O que o trânsito ativa
O Portão 2 carrega o nome O Eu Superior/Direção do Eu. Sua função é receber e orientar. Quando transita, a investigação que ativa é se a sua direção atual está sendo transmitida pelo seu próprio corpo ou pelos medos, expectativas e condicionamentos dos outros. A sombra do portão é a “direção da multidão” – a linha em que todos estão andando porque parece segura, prestigiosa ou óbvia. O presente é a reorientação: a disposição de se voltar, mesmo depois de anos caminhando em uma direção, para o lugar que seu Eu Superior tem apontado silenciosamente.
Este também é o portão do xamã. Não opera através da lógica. Ela opera através da bússola do corpo, através de pequenas confirmações, através da sensação de “sim, isto”. Quando o trânsito está ativo, as pessoas sentem a atração magnética de suas próprias vidas com mais força. Eles também sentem a confusão de tentar anular essa atração pela mente.
Quem sente isso com mais força
Aqueles com o Canal 2-14 (A Batida) definido em seu mapa natal sentirão isso como um pulso claro – um aguçamento de seu senso natural de direção. Pessoas com um Centro G aberto ou indefinido sentirão isso como uma pergunta antiga que finalmente ganha volume: "Em que direção estou?" Para eles o trânsito pode trazer alívio, pois torna a resposta audível.
Também tende a ser mais difícil para as pessoas em transição: qualquer pessoa que enfrente uma mudança de carreira, uma mudança, o fim de um longo relacionamento ou um momento em que o antigo caminho simplesmente não faz mais sentido.

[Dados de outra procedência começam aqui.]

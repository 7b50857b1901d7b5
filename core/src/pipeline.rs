use crate::config::{ExtractConfig, IndexConfig};
use crate::error::Result;
use crate::extract::{extract_corpus, extract_documents, ExtractionReport, SkippedDocument, SourceDocument};
use crate::handle::IndexHandle;
use crate::index::build_index;
use crate::persist::IndexStore;
use serde::{Deserialize, Serialize};
use std::path::Path;

/// Outcome of one reindex run, returned to whoever triggered it.
#[derive(Debug, Clone, PartialEq, Serialize, Deserialize)]
pub struct ReindexReport {
    pub generation: u64,
    pub documents: usize,
    pub paragraphs: usize,
    pub terms: usize,
    pub skipped: Vec<SkippedDocument>,
}

impl ReindexReport {
    fn from_handle(handle: &IndexHandle) -> Self {
        let meta = handle.meta();
        Self {
            generation: meta.generation,
            documents: meta.num_documents,
            paragraphs: meta.num_paragraphs,
            terms: meta.num_terms,
            skipped: meta.skipped_documents.clone(),
        }
    }
}

/// Extract → preprocess → build → publish over every document in `corpus_dir`.
///
/// Callers must not run two rebuilds against the same store at once.
pub fn rebuild_index(
    corpus_dir: &Path,
    store: &IndexStore,
    extract: &ExtractConfig,
    index: IndexConfig,
) -> Result<(ReindexReport, IndexHandle)> {
    let extraction = extract_corpus(corpus_dir, extract)?;
    publish_extraction(extraction, store, index)
}

/// Same pipeline over documents already held in memory.
pub fn rebuild_from_documents<I>(
    documents: I,
    store: &IndexStore,
    extract: &ExtractConfig,
    index: IndexConfig,
) -> Result<(ReindexReport, IndexHandle)>
where
    I: IntoIterator<Item = SourceDocument>,
{
    publish_extraction(extract_documents(documents, extract), store, index)
}

fn publish_extraction(
    extraction: ExtractionReport,
    store: &IndexStore,
    index: IndexConfig,
) -> Result<(ReindexReport, IndexHandle)> {
    let ExtractionReport { paragraphs, documents, skipped } = extraction;
    if !skipped.is_empty() {
        tracing::warn!(skipped = skipped.len(), "some documents were skipped");
    }
    let built = build_index(paragraphs, index)?;
    let handle = store.publish(built, documents.len(), skipped)?;
    let report = ReindexReport::from_handle(&handle);
    tracing::info!(
        generation = report.generation,
        documents = report.documents,
        paragraphs = report.paragraphs,
        terms = report.terms,
        "reindex complete"
    );
    Ok((report, handle))
}
use crate::config::IndexConfig;
use crate::error::{Error, Result};
use crate::preprocess::{preprocess, tokens, Language};
use serde::{Deserialize, Serialize};
use std::collections::{BTreeMap, HashMap};

pub type TermId = u32;
pub type ParagraphId = u32;

/// A cleaned paragraph as produced by the extractor. Ids are sequential from 1
/// in extraction order across the whole corpus.
#[derive(Debug, Clone, PartialEq, Eq, Serialize, Deserialize)]
pub struct Paragraph {
    pub id: ParagraphId,
    pub source_document: String,
    pub text: String,
}

#[derive(Debug, Clone, PartialEq, Eq, Serialize, Deserialize)]
pub struct PreprocessedParagraph {
    #[serde(flatten)]
    pub paragraph: Paragraph,
    pub normalized_text: String,
}

impl PreprocessedParagraph {
    pub fn new(paragraph: Paragraph, language: Language) -> Self {
        let normalized_text = preprocess(&paragraph.text, language);
        Self { paragraph, normalized_text }
    }
}

/// Token to column mapping plus the smoothed IDF of every column.
#[derive(Debug, Clone, Default, PartialEq, Serialize, Deserialize)]
pub struct Vocabulary {
    pub dictionary: HashMap<String, TermId>,
    pub idf: Vec<f32>,
}

impl Vocabulary {
    pub fn len(&self) -> usize {
        self.dictionary.len()
    }

    pub fn is_empty(&self) -> bool {
        self.dictionary.is_empty()
    }

    pub fn term_id(&self, token: &str) -> Option<TermId> {
        self.dictionary.get(token).copied()
    }

    pub fn idf(&self, term_id: TermId) -> f32 {
        self.idf.get(term_id as usize).copied().unwrap_or(0.0)
    }
}

#[derive(Debug, Clone, Copy, PartialEq, Serialize, Deserialize)]
pub struct TermWeight {
    pub term_id: TermId,
    pub weight: f32,
}

/// One row of the weight matrix, stored sparsely and sorted by term id.
#[derive(Debug, Clone, Default, PartialEq, Serialize, Deserialize)]
pub struct SparseVector {
    pub entries: Vec<TermWeight>,
}

impl SparseVector {
    /// Sorts the entries by term id and scales them to unit L2 norm. A vector
    /// with zero norm is returned unchanged.
    pub fn normalized(mut entries: Vec<TermWeight>) -> Self {
        entries.sort_by_key(|e| e.term_id);
        let norm = entries.iter().map(|e| e.weight * e.weight).sum::<f32>().sqrt();
        if norm > 0.0 {
            for e in entries.iter_mut() {
                e.weight /= norm;
            }
        }
        Self { entries }
    }

    pub fn is_empty(&self) -> bool {
        self.entries.is_empty()
    }

    /// Merge-join dot product of two term-sorted vectors.
    pub fn dot(&self, other: &SparseVector) -> f32 {
        let (mut i, mut j) = (0, 0);
        let mut sum = 0.0f32;
        while i < self.entries.len() && j < other.entries.len() {
            let (a, b) = (&self.entries[i], &other.entries[j]);
            match a.term_id.cmp(&b.term_id) {
                std::cmp::Ordering::Less => i += 1,
                std::cmp::Ordering::Greater => j += 1,
                std::cmp::Ordering::Equal => {
                    sum += a.weight * b.weight;
                    i += 1;
                    j += 1;
                }
            }
        }
        sum
    }

    pub fn total_weight(&self) -> f32 {
        self.entries.iter().map(|e| e.weight).sum()
    }
}

/// Paragraph-by-term weights. `rows[i]` belongs to the i-th paragraph of the
/// same generation; `cols` must equal the vocabulary size.
#[derive(Debug, Clone, Default, PartialEq, Serialize, Deserialize)]
pub struct WeightMatrix {
    pub cols: usize,
    pub rows: Vec<SparseVector>,
}

/// Smoothed inverse document frequency: `ln((1 + n) / (1 + df)) + 1`.
/// A term present in every paragraph still weighs 1.
pub fn smoothed_idf(num_paragraphs: usize, df: u32) -> f32 {
    ((1.0 + num_paragraphs as f32) / (1.0 + df as f32)).ln() + 1.0
}

pub fn tf_weight(count: u32, sublinear: bool) -> f32 {
    match (count, sublinear) {
        (0, _) => 0.0,
        (c, true) => 1.0 + (c as f32).ln(),
        (c, false) => c as f32,
    }
}

/// The TF-IDF weighting of one generation, applied to text that was not part
/// of the build (queries, summary sentences).
#[derive(Debug, Clone, Copy)]
pub struct WeightModel<'a> {
    pub vocabulary: &'a Vocabulary,
    pub config: IndexConfig,
}

impl<'a> WeightModel<'a> {
    pub fn new(vocabulary: &'a Vocabulary, config: IndexConfig) -> Self {
        Self { vocabulary, config }
    }

    /// Preprocesses `text` and projects it onto the vocabulary. Tokens outside
    /// the vocabulary are dropped; the result is L2-normalized like the rows.
    pub fn vectorize(&self, text: &str) -> SparseVector {
        let mut counts: HashMap<TermId, u32> = HashMap::new();
        for token in tokens(text, self.config.language) {
            if let Some(tid) = self.vocabulary.term_id(&token) {
                *counts.entry(tid).or_insert(0) += 1;
            }
        }
        let entries = counts
            .into_iter()
            .map(|(term_id, count)| TermWeight {
                term_id,
                weight: tf_weight(count, self.config.sublinear_tf) * self.vocabulary.idf(term_id),
            })
            .collect();
        SparseVector::normalized(entries)
    }
}

/// Everything one reindex run produces before it is published.
#[derive(Debug, Clone)]
pub struct BuiltIndex {
    pub config: IndexConfig,
    pub paragraphs: Vec<PreprocessedParagraph>,
    pub vocabulary: Vocabulary,
    pub matrix: WeightMatrix,
}

/// Preprocesses `paragraphs` and builds the vocabulary and weight matrix.
pub fn build_index(paragraphs: Vec<Paragraph>, config: IndexConfig) -> Result<BuiltIndex> {
    let preprocessed = paragraphs
        .into_iter()
        .map(|p| PreprocessedParagraph::new(p, config.language))
        .collect::<Vec<_>>();
    let (vocabulary, matrix) = build_weights(&preprocessed, config.sublinear_tf)?;
    tracing::info!(
        num_paragraphs = matrix.rows.len(),
        num_terms = vocabulary.len(),
        sublinear_tf = config.sublinear_tf,
        "built weight matrix"
    );
    Ok(BuiltIndex { config, paragraphs: preprocessed, vocabulary, matrix })
}

/// Vocabulary columns are assigned in lexicographic token order so identical
/// corpora always produce identical generations.
pub fn build_weights(
    paragraphs: &[PreprocessedParagraph],
    sublinear_tf: bool,
) -> Result<(Vocabulary, WeightMatrix)> {
    if paragraphs.is_empty() {
        return Err(Error::EmptyCorpus);
    }

    let counts: Vec<BTreeMap<&str, u32>> = paragraphs
        .iter()
        .map(|p| {
            let mut tf: BTreeMap<&str, u32> = BTreeMap::new();
            for token in p.normalized_text.split_whitespace() {
                *tf.entry(token).or_insert(0) += 1;
            }
            tf
        })
        .collect();

    let mut df: BTreeMap<&str, u32> = BTreeMap::new();
    for row in &counts {
        for token in row.keys() {
            *df.entry(token).or_insert(0) += 1;
        }
    }
    if df.is_empty() {
        return Err(Error::EmptyCorpus);
    }

    let n = paragraphs.len();
    let mut vocabulary = Vocabulary {
        dictionary: HashMap::with_capacity(df.len()),
        idf: Vec::with_capacity(df.len()),
    };
    for (column, (token, df_t)) in df.into_iter().enumerate() {
        vocabulary.dictionary.insert(token.to_string(), column as TermId);
        vocabulary.idf.push(smoothed_idf(n, df_t));
    }

    let rows = counts
        .iter()
        .map(|row| {
            let entries = row
                .iter()
                .filter_map(|(token, &count)| {
                    let term_id = vocabulary.term_id(token)?;
                    Some(TermWeight {
                        term_id,
                        weight: tf_weight(count, sublinear_tf) * vocabulary.idf(term_id),
                    })
                })
                .collect();
            SparseVector::normalized(entries)
        })
        .collect();

    let matrix = WeightMatrix { cols: vocabulary.len(), rows };
    Ok((vocabulary, matrix))
}

#[cfg(test)]
mod tests {
    use super::*;

    fn paragraph(id: ParagraphId, text: &str) -> Paragraph {
        Paragraph { id, source_document: "paper.pdf".into(), text: text.into() }
    }

    #[test]
    fn empty_corpus_is_rejected() {
        assert!(matches!(build_index(vec![], IndexConfig::default()), Err(Error::EmptyCorpus)));
    }

    #[test]
    fn stopword_only_corpus_is_rejected() {
        let err = build_index(vec![paragraph(1, "the and of")], IndexConfig::default());
        assert!(matches!(err, Err(Error::EmptyCorpus)));
    }

    #[test]
    fn columns_are_lexicographic_and_match_vocabulary() {
        let built = build_index(
            vec![paragraph(1, "zebra apple"), paragraph(2, "mango apple")],
            IndexConfig::default(),
        )
        .unwrap();
        assert_eq!(built.vocabulary.term_id("apple"), Some(0));
        assert_eq!(built.vocabulary.term_id("mango"), Some(1));
        assert_eq!(built.vocabulary.term_id("zebra"), Some(2));
        assert_eq!(built.matrix.cols, built.vocabulary.len());
        assert_eq!(built.matrix.rows.len(), 2);
    }

    #[test]
    fn rows_are_unit_length() {
        let built = build_index(
            vec![paragraph(1, "blood blood cells"), paragraph(2, "energy cells")],
            IndexConfig::default(),
        )
        .unwrap();
        for row in &built.matrix.rows {
            assert!((row.dot(row) - 1.0).abs() < 1e-5);
        }
    }

    #[test]
    fn ubiquitous_terms_keep_positive_idf() {
        assert!((smoothed_idf(4, 4) - 1.0).abs() < 1e-6);
        assert!(smoothed_idf(4, 1) > smoothed_idf(4, 2));
    }

    #[test]
    fn sublinear_tf_dampens_repeats() {
        assert_eq!(tf_weight(3, false), 3.0);
        assert!(tf_weight(3, true) < 3.0);
        assert_eq!(tf_weight(1, true), 1.0);
    }

    #[test]
    fn vectorize_drops_unknown_terms() {
        let built = build_index(vec![paragraph(1, "leukemia blood")], IndexConfig::default()).unwrap();
        let model = WeightModel::new(&built.vocabulary, built.config);
        assert!(model.vectorize("quantum chromodynamics").is_empty());
        let v = model.vectorize("Leukemia quantum");
        assert_eq!(v.entries.len(), 1);
        assert!((v.entries[0].weight - 1.0).abs() < 1e-6);
    }
}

O trânsito dá permissão para virar.
Montando corretamente por estratégia e autoridade
A armadilha do Portão 2 é pensar em uma direção para existir. O ensinamento é que a direção não é mental. É celular. É por isso que cada tipo atende de maneira diferente.
Geradores e Geradores Manifestantes não devem escolher uma direção da mente. Eles devem esperar pela resposta sagrada – o instinto uh-huh ou o uh-uh – à medida que encontram as opções que a vida coloca diante deles. A direção os encontra através do que os ilumina, não através do que parece bom no papel.
Projetores aguardam o convite, mas nesse trânsito perceberão o tipo de convite. Eles estão sendo convidados para uma direção que é deles ou estão sendo solicitados a guiar a direção de outra pessoa? A direção correta para um Projetor aparece como reconhecimento, não como recrutamento.
Manifestantes são projetados para iniciar e informar. Sob o Portão 2, a direção certa geralmente vem com uma certeza silenciosa e incorporada e um pequeno impulso para se mover. Eles não foram feitos para buscar consenso. Eles foram feitos para começar e deixar o mundo se ajustar.
Refletores são o único tipo cujo sinal direcional é o ciclo lunar. Sob esse trânsito, a atitude mais sábia é não decidir nada rapidamente. Espere. Deixe a direção aparecer em um ciclo de lua cheia. Quando continua aparecendo, é deles.
O uso correto da direção
A direção no Design Humano não é o estabelecimento de metas. É o amor próprio em movimento. O 2º Portal pergunta: a direção que você está enfrentando reflete o amor que você tem por quem você realmente é? Se isso acontecer, o corpo continuará dizendo sim. Caso contrário, o trânsito é o momento de estar disposto a virar. A reorientação não é fracasso. É o design funcionando corretamente.